Andrew Cuomo 'Confident' That Truth of Sexual Assault Allegations Will Come in Time

In his final speech as the Governor of New York, Andrew Cuomo maintained his innocence against the sexual harassment allegations that led to his resignation.

Cuomo made his farewell remarks in a pre-taped video on Monday afternoon. He began by addressing the allegations and accusing Attorney General Letitia James of intentionally politicizing the subsequent state investigation.

"A firecracker can start a stampede, but at one point everyone looks around and says, 'Why are we running?' The truth is, ultimately, always revealed," Cuomo said. "The attorney general's report was designed to be a political firecracker on an explosive topic, and it worked."

"It was a political and media stampede, but the truth will out in time. Of that, I am confident," he added.

On Friday, a spokesperson from James' office defended the probe, calling it "exhaustive, thorough, and without outside influence, period."

"Given the multiple, ongoing criminal investigations into the governor's conduct, it would not be appropriate to respond further to these baseless attacks," Delaney Kempner, James' director of communications, said in a statement. "The 168-page report and additional 486 pages of exhibits clearly corroborate the experiences of the complainants, yet the governor and his aides continue to undermine those who seek to expose this dangerous conduct."

Andrew Cuomo Allegations Governor Final Remarks
In his final speech, New York Governor Andrew Cuomo said he was "confident" the truth about the allegations made against him would come out with time. Cuomo speaks during the opening ceremony for the Tribeca Film Festival on June 9 in New York City. Pool

The governor said that while he believes everyone should have a right to come forward with allegations of sexual misconduct, all claims should be scrutinized—suggesting that the 11 women who spoke out against him were not.
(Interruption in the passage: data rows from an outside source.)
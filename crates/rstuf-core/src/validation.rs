//! Field-path validation for request payloads
//!
//! Deserialization only proves a payload has the right shape. The rules
//! here cover the constraints serde cannot express (ranges, non-empty
//! collections, the vendor-extension naming rule) and report every failure
//! with the path of the offending field, e.g. `["body", "artifacts", "0", "path"]`.

use serde::Serialize;
use thiserror::Error;

/// A single failed constraint
#[derive(Debug, Clone, PartialEq, Eq, Serialize)]
pub struct FieldError {
    /// Path of the field, starting at `body`
    pub loc: Vec<String>,
    /// Human-readable description
    pub msg: String,
    /// Machine-readable error class
    #[serde(rename = "type")]
    pub kind: String,
}

/// All constraint failures found in one payload
#[derive(Error, Debug, Clone, PartialEq, Eq, Serialize)]
#[error("{} validation error(s): {}", .0.len(), summarize(.0))]
#[serde(transparent)]
pub struct ValidationErrors(Vec<FieldError>);

fn summarize(errors: &[FieldError]) -> String {
    errors
        .iter()
        .map(|e| format!("{}: {}", e.loc.join("."), e.msg))
        .collect::<Vec<_>>()
        .join("; ")
}

impl ValidationErrors {
    /// Build a single error at `loc` (relative to `body`)
    pub fn single(loc: &[&str], kind: &str, msg: impl Into<String>) -> Self {
        let mut path = vec!["body".to_string()];
        path.extend(loc.iter().map(|s| s.to_string()));
        Self(vec![FieldError {
            loc: path,
            msg: msg.into(),
            kind: kind.to_string(),
        }])
    }

    /// Build a single error on a query parameter
    pub fn query(name: &str, kind: &str, msg: impl Into<String>) -> Self {
        Self(vec![FieldError {
            loc: vec!["query".to_string(), name.to_string()],
            msg: msg.into(),
            kind: kind.to_string(),
        }])
    }

    /// The request body could not be decoded at all
    pub fn malformed_body(msg: impl Into<String>) -> Self {
        Self::single(&[], "json_invalid", msg)
    }

    pub fn errors(&self) -> &[FieldError] {
        &self.0
    }

    pub fn into_errors(self) -> Vec<FieldError> {
        self.0
    }
}

/// Accumulates errors while walking a payload
#[derive(Debug)]
pub struct Validator {
    path: Vec<String>,
    errors: Vec<FieldError>,
}

impl Validator {
    pub fn new() -> Self {
        Self {
            path: vec!["body".to_string()],
            errors: Vec::new(),
        }
    }

    /// Run `f` with `name` appended to the current path
    pub fn field<F>(&mut self, name: impl Into<String>, f: F)
    where
        F: FnOnce(&mut Self),
    {
        self.path.push(name.into());
        f(self);
        self.path.pop();
    }

    /// Record an error at the current path
    pub fn error(&mut self, kind: &str, msg: impl Into<String>) {
        self.errors.push(FieldError {
            loc: self.path.clone(),
            msg: msg.into(),
            kind: kind.to_string(),
        });
    }

    /// Record an error at the current path unless `ok` holds
    pub fn check(&mut self, ok: bool, kind: &str, msg: impl Into<String>) {
        if !ok {
            self.error(kind, msg);
        }
    }

    pub fn non_empty(&mut self, value: &str) {
        self.check(
            !value.trim().is_empty(),
            "string_too_short",
            "String should have at least 1 character",
        );
    }

    pub fn is_valid(&self) -> bool {
        self.errors.is_empty()
    }

    pub fn finish(self) -> Result<(), ValidationErrors> {
        if self.errors.is_empty() {
            Ok(())
        } else {
            Err(ValidationErrors(self.errors))
        }
    }
}

impl Default for Validator {
    fn default() -> Self {
        Self::new()
    }
}

/// Constraints a payload must satisfy beyond its serde shape
pub trait Validate {
    fn validate(&self, v: &mut Validator);

    /// Validate from the root of the request body
    fn validated(&self) -> Result<(), ValidationErrors> {
        let mut v = Validator::new();
        self.validate(&mut v);
        v.finish()
    }
}

#[cfg(test)]
mod tests {
    use super::*;

    struct Pair {
        left: String,
        right: Vec<u32>,
    }

    impl Validate for Pair {
        fn validate(&self, v: &mut Validator) {
            v.field("left", |v| v.non_empty(&self.left));
            v.field("right", |v| {
                for (i, n) in self.right.iter().enumerate() {
                    v.field(i.to_string(), |v| v.check(*n > 0, "greater_than", "must be > 0"));
                }
            });
        }
    }

    #[test]
    fn test_errors_carry_field_path() {
        let pair = Pair {
            left: " ".into(),
            right: vec![1, 0],
        };

        let err = pair.validated().unwrap_err();
        let locs: Vec<_> = err.errors().iter().map(|e| e.loc.join(".")).collect();
        assert_eq!(locs, vec!["body.left", "body.right.1"]);
    }

    #[test]
    fn test_valid_payload_passes() {
        let pair = Pair {
            left: "ok".into(),
            right: vec![3],
        };
        assert!(pair.validated().is_ok());
    }

    #[test]
    fn test_single_error_serializes_as_list() {
        let err = ValidationErrors::single(&["settings", "expiration"], "value_error", "bad");
        let json = serde_json::to_value(&err).unwrap();
        assert_eq!(
            json,
            serde_json::json!([{
                "loc": ["body", "settings", "expiration"],
                "msg": "bad",
                "type": "value_error"
            }])
        );
    }
}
Before the investigation, Cuomo had said he trusted James to lead the probe, calling her "very good" and "competent" at a press briefing in March. But his position on the attorney general's office has reversed since the report's release earlier this month.

"When government politicizes allegations and the headlines condemn without facts, you undermine the justice system, and that doesn't serve women, and it doesn't serve men or society" he said. "Of course, everyone has a right to come forward and we applaud their bravery and courage in doing so. But allegations must still be scrutinized and verified, whether made by a woman or a man that is our basic justice system."

Cuomo said that while he is a "fighter" and found James' report to be "unfair and unjust," he believes that "prolonging the situation could only cause governmental paralysis."

Two weeks ago, Cuomo announced his resignation after immense criticism in response to the probe from the attorney general's office, which found the governor harassed 11 women, retaliated against a former employee who came forward, and, in doing so, violated other state and federal laws.

Cuomo was serving his second term as governor, a position he has held since 2011. He was expected to run for a third term in 2022.

Cuomo used his farewell speech to tout his accomplishments over the last decade, saying "No governor in the nation has passed more progressive measures than I have."

He said that under his leadership, the state has embarked on the "most aggressive, green energy plan in the nation" and that New York has done a better job of handling the coronavirus pandemic than states like Florida, Texas and Alabama.

"We didn't get everything done that we wanted to—or even everything we should have done—and we didn't always get it quite right, but I want you to know, from the bottom of my heart, everyday, I worked my hardest. I gave it my all and I tried my best to deliver for you," he said.

Lieutenant Governor Kathy Hochul will replace Cuomo as the governor as of Tuesday. She will become the first woman to serve as the governor of New York State.

Updated 08/23/2021, 1:45 p.m. ET: This story has been updated with a statement from Delaney Kempner, Attorney General Letitia James James' director of communications.